Assigned task - Of all the entries below, only the lines from the one with "filename crates/core/src/error.rs" up to and including the one with "lists unknown neighbor" are to be duplicated exactly.

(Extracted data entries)
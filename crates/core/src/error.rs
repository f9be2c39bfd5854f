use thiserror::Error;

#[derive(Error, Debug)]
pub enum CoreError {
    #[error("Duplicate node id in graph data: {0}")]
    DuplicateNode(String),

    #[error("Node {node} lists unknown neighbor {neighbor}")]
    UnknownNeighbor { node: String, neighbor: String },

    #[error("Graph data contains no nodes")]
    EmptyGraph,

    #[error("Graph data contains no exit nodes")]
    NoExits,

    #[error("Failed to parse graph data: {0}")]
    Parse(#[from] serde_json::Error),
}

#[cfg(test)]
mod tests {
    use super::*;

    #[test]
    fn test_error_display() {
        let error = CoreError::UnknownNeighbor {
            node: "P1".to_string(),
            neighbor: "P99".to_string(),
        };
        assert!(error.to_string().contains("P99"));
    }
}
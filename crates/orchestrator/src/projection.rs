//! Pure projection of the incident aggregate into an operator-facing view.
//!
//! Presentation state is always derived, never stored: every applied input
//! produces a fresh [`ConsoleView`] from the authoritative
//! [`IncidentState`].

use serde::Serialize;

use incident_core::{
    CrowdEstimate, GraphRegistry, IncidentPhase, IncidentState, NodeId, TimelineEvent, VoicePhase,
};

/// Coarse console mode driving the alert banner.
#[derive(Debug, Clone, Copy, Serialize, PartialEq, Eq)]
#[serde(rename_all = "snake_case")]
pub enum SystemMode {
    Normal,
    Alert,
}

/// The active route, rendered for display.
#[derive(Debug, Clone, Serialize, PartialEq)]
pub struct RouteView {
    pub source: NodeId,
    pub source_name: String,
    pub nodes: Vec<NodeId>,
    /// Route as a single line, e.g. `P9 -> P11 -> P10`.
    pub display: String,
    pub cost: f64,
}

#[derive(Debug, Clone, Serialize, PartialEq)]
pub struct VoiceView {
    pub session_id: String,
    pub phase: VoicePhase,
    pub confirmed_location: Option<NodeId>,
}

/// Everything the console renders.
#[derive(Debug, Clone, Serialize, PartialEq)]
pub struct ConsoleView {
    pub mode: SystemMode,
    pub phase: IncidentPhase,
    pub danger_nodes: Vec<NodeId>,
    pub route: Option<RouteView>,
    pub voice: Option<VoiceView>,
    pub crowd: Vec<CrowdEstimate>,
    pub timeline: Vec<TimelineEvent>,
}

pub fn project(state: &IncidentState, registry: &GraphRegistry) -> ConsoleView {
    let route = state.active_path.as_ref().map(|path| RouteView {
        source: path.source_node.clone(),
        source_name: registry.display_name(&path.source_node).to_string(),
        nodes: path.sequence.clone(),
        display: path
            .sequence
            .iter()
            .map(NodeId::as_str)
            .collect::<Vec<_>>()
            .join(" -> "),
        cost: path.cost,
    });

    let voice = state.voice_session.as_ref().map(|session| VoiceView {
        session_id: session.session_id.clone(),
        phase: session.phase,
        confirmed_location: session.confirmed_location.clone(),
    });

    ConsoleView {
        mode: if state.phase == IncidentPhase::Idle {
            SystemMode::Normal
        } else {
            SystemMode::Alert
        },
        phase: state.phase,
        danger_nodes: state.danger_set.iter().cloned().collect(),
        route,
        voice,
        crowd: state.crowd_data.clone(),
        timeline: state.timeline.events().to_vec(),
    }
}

---

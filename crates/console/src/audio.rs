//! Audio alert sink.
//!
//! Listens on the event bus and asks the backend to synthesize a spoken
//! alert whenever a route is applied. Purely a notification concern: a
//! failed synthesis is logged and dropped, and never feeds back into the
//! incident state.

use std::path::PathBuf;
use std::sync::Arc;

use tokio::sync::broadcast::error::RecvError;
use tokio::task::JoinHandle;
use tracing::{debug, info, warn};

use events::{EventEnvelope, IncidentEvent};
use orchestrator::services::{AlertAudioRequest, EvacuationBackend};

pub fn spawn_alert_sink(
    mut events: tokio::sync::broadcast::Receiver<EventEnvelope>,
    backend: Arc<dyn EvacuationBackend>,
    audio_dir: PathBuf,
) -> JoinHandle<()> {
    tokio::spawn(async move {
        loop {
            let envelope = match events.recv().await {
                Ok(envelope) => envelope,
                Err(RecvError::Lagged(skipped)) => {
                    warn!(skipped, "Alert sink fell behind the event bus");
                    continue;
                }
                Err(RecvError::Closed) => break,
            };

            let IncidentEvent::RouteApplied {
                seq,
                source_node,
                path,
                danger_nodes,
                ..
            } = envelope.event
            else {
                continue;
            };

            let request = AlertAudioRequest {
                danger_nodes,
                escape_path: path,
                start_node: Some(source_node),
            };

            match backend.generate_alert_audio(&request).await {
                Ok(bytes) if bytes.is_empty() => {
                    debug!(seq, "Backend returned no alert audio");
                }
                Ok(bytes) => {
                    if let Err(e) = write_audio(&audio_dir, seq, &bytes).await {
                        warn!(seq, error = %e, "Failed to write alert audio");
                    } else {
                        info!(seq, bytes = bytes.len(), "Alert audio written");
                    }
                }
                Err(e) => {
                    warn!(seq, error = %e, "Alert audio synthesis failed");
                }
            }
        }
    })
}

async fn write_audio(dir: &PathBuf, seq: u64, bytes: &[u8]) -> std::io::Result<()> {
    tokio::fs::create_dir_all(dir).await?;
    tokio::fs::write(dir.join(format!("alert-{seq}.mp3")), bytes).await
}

--

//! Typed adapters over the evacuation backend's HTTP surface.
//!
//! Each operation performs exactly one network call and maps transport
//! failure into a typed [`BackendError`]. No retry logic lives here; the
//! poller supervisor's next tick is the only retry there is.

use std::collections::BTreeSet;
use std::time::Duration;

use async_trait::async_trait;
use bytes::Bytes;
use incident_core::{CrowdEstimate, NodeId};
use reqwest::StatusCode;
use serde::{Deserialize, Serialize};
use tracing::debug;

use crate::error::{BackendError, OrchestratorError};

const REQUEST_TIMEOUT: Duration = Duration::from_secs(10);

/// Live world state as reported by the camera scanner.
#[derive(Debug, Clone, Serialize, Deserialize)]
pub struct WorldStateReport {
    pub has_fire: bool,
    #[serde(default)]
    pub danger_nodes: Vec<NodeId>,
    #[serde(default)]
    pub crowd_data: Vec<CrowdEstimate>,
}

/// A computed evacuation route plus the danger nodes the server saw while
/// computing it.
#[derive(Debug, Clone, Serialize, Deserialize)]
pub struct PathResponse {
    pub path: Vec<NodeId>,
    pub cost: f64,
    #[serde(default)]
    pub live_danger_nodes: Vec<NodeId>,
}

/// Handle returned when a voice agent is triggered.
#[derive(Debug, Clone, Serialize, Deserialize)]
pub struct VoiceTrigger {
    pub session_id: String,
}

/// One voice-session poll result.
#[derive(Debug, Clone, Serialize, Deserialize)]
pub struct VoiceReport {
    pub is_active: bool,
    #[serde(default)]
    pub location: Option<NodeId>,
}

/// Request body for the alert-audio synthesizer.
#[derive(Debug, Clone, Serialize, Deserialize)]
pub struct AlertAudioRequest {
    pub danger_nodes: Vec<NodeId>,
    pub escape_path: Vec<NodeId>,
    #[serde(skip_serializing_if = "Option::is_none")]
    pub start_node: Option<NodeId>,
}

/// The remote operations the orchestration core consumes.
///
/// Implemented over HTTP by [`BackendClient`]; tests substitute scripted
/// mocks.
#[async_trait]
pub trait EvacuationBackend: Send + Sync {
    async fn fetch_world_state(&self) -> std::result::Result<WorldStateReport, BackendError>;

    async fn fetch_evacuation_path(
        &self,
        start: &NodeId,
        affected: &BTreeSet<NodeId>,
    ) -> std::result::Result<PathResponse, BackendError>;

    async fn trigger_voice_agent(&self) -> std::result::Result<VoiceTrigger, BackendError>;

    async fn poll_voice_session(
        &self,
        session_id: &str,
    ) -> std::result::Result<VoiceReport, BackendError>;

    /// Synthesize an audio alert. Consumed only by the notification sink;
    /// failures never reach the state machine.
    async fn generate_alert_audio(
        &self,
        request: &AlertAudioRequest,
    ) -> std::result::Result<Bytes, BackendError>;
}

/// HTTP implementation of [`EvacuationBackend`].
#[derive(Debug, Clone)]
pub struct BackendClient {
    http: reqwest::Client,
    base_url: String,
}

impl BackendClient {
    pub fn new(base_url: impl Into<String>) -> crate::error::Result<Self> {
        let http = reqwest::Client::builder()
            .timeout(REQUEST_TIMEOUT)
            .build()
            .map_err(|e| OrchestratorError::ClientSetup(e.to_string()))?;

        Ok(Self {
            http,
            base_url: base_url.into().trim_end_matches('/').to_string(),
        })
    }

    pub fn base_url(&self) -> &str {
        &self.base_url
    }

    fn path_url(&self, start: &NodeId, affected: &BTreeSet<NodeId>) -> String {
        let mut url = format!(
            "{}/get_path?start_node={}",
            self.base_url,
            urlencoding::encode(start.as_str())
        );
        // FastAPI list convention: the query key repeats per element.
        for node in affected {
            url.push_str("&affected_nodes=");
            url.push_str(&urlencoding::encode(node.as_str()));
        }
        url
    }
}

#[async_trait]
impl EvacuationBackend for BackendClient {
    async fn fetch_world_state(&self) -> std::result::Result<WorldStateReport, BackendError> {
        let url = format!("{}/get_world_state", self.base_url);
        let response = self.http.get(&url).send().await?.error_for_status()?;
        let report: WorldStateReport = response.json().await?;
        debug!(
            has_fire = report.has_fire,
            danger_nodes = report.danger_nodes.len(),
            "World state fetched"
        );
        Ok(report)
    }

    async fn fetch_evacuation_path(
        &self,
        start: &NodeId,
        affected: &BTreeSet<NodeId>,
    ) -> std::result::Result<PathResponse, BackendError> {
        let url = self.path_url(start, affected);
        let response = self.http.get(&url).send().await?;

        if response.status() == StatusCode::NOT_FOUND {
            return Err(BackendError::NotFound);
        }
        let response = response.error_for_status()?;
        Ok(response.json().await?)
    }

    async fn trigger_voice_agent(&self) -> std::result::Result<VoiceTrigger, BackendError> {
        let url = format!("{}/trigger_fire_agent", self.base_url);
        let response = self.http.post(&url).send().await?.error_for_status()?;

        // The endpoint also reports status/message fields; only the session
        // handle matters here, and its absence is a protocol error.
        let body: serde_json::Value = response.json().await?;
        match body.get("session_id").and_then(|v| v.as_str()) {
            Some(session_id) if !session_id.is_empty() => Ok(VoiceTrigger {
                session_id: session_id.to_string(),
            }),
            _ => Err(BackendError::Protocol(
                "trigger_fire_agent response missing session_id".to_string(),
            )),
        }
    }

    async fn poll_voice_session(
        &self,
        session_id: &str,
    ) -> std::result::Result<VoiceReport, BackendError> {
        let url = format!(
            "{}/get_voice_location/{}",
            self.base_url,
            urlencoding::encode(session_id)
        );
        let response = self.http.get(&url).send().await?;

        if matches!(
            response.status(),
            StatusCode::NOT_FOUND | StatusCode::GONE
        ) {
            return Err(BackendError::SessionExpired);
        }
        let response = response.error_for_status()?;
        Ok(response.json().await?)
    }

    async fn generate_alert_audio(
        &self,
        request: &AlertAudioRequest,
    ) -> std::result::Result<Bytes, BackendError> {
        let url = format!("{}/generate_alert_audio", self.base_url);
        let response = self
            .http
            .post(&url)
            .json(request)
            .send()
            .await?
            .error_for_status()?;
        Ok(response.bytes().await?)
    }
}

Task response -
filename crates/core/src/error.rs
repository f9be2c39bfd5854f
use thiserror::Error;

#[derive(Error, Debug)]
pub enum CoreError {
    #[error("Duplicate node id in graph data: {0}")]
    DuplicateNode(String),

    #[error("Node {node} lists unknown neighbor {neighbor}")]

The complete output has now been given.